|Su, C - Taiwan Agricultural Chemicals And Toxic Substances Research Institute|
|Deng, W - National Chung-Hsing University|
|Jan, F - National Chung-Hsing University|
|Chang, C - University Of Georgia|
|Huang, H - University Of South Florida|
Submitted to: International Journal of Systematic and Evolutionary Microbiology
Publication Type: Peer Reviewed Journal
Publication Acceptance Date: 8/15/2016
Publication Date: 8/16/2016
Citation: Su, C.C., Deng, W.L., Jan, F.J., Chang, C.J., Huang, H., Chen, J. 2016. Xylella taiwanensis sp. nov. cause of pear leaf scorch disease in Taiwan. International Journal of Systematic and Evolutionary Microbiology. 66:4766-4771.
Interpretive Summary: Xylella fastidiosa is group of difficult to culture, xylem-limited plant pathogenic bacteria. Although most members in the group were found in the Americas, a few new members have been reported from other continents such as Asia that required further studies. Currently, an experiment known as DNA-DNA hybridization (DDH) is used to classify bacterial species, but DDH is too labor-intensive with a limited capacity to analyze Xylella. This study utilized a new method, called Average Nucleotide Index (ANI), to analyze 17 whole genome sequences of X. fastidiosa including a pear leaf scorch (PLS) strain from Taiwan. ANI analyses supported the current grouping of all American strains into a single species, X. fastidiosa; were able to define the bacterial subspecies; and provided evidence to establish a new species, X. taiwanensis, for the PLS members from Taiwan. New information from this study will have significant impact on future classification and identification of the bacteria, with direct implications for management and needed regulations for these plant pathogens.
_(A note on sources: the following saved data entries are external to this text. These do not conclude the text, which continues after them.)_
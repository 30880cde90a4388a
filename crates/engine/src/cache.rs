use anyhow::Context;
use blake3::Hasher;
use ir::{EqualityPolicy, Tree};
use loader::CompiledRule;
use serde::{Deserialize, Serialize};
use std::collections::HashMap;
use std::fs;
use std::path::Path;

use crate::Finding;

/// On-disk memo of completed (rule, file) evaluations.
///
/// Only completed outcomes are stored; timeouts and internal errors are
/// retried on the next run.
#[derive(Debug, Default, Serialize, Deserialize)]
pub struct FindingCache {
    entries: HashMap<String, Vec<Finding>>,
}

impl FindingCache {
    /// Missing or unreadable files yield an empty cache.
    pub fn load(path: &Path) -> Self {
        fs::read_to_string(path)
            .ok()
            .and_then(|s| serde_json::from_str(&s).ok())
            .unwrap_or_default()
    }

    pub fn save(&self, path: &Path) -> anyhow::Result<()> {
        let data = serde_json::to_string(self)?;
        if let Some(parent) = path.parent().filter(|p| !p.as_os_str().is_empty()) {
            fs::create_dir_all(parent)
                .with_context(|| format!("creating {}", parent.display()))?;
        }
        fs::write(path, data).with_context(|| format!("writing {}", path.display()))
    }

    /// Key of one evaluation: the rule's hash, the file's content and path,
    /// and the equality policy in force.
    pub fn key(rule: &CompiledRule, tree: &Tree, policy: &EqualityPolicy) -> String {
        let mut hasher = Hasher::new();
        hasher.update(rule.hash.as_bytes());
        hasher.update(b"\0");
        hasher.update(tree.content_hash().as_bytes());
        hasher.update(b"\0");
        hasher.update(tree.path().as_bytes());
        hasher.update(&[
            policy.normalize_numbers as u8,
            policy.normalize_strings as u8,
            policy.commutative as u8,
        ]);
        hasher.finalize().to_hex().to_string()
    }

    pub fn get(&self, key: &str) -> Option<&Vec<Finding>> {
        self.entries.get(key)
    }

    pub fn insert(&mut self, key: String, findings: Vec<Finding>) {
        self.entries.insert(key, findings);
    }

    pub fn len(&self) -> usize {
        self.entries.len()
    }

    pub fn is_empty(&self) -> bool {
        self.entries.is_empty()
    }

    pub fn clear(&mut self) {
        self.entries.clear();
    }
}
Technical Abstract: Xylella fastidiosa is a group of xylem-limited and nutritionally fastidious plant pathogenic bacteria. While mostly found in the Americas, new X. fastidiosa strains have been reported from other continents such as Asia, including a pear leaf scorch (PLS) strain from Taiwan. Current taxonomy of X. fastidiosa is anchored around whole genome DNA-DNA hybridization (DDH) relatedness, a long-time gold standard for bacterial species delineation. Yet, DDH is labor intensive and its use for analyses of fastidious prokaryotes is limited or even prohibitive. Recent development of next generation sequencing (NGS) has led to a rapid increase of bacterial whole genome sequences in public databases. The current GenBank database (Release 204.0) has 17 whole genome sequences of X. fastidiosa including the type strain PCE-RR (ATCC 35879) and a PLS strain, PLS229. For substitution of DDH in bacterial taxonomy study, Average Nucleotide Index (ANI), calculated from whole genome sequence comparisons, has been introduced. In this study, ANI values were calculated from available whole genome sequences of strains of Xylella and evaluated for their taxonomical significance. Substantiated by the sequence analyses of 16S rRNA gene and 16S-23S intergenic spacer (ITS), ANI analyses support the current taxonomic grouping of all American Xylella strains into a single species X. fastidiosa (ANI>95); identified thresholds that could be used to define subspecies; and delineated a new species, X. taiwanensis, for the PLS strain from Taiwan.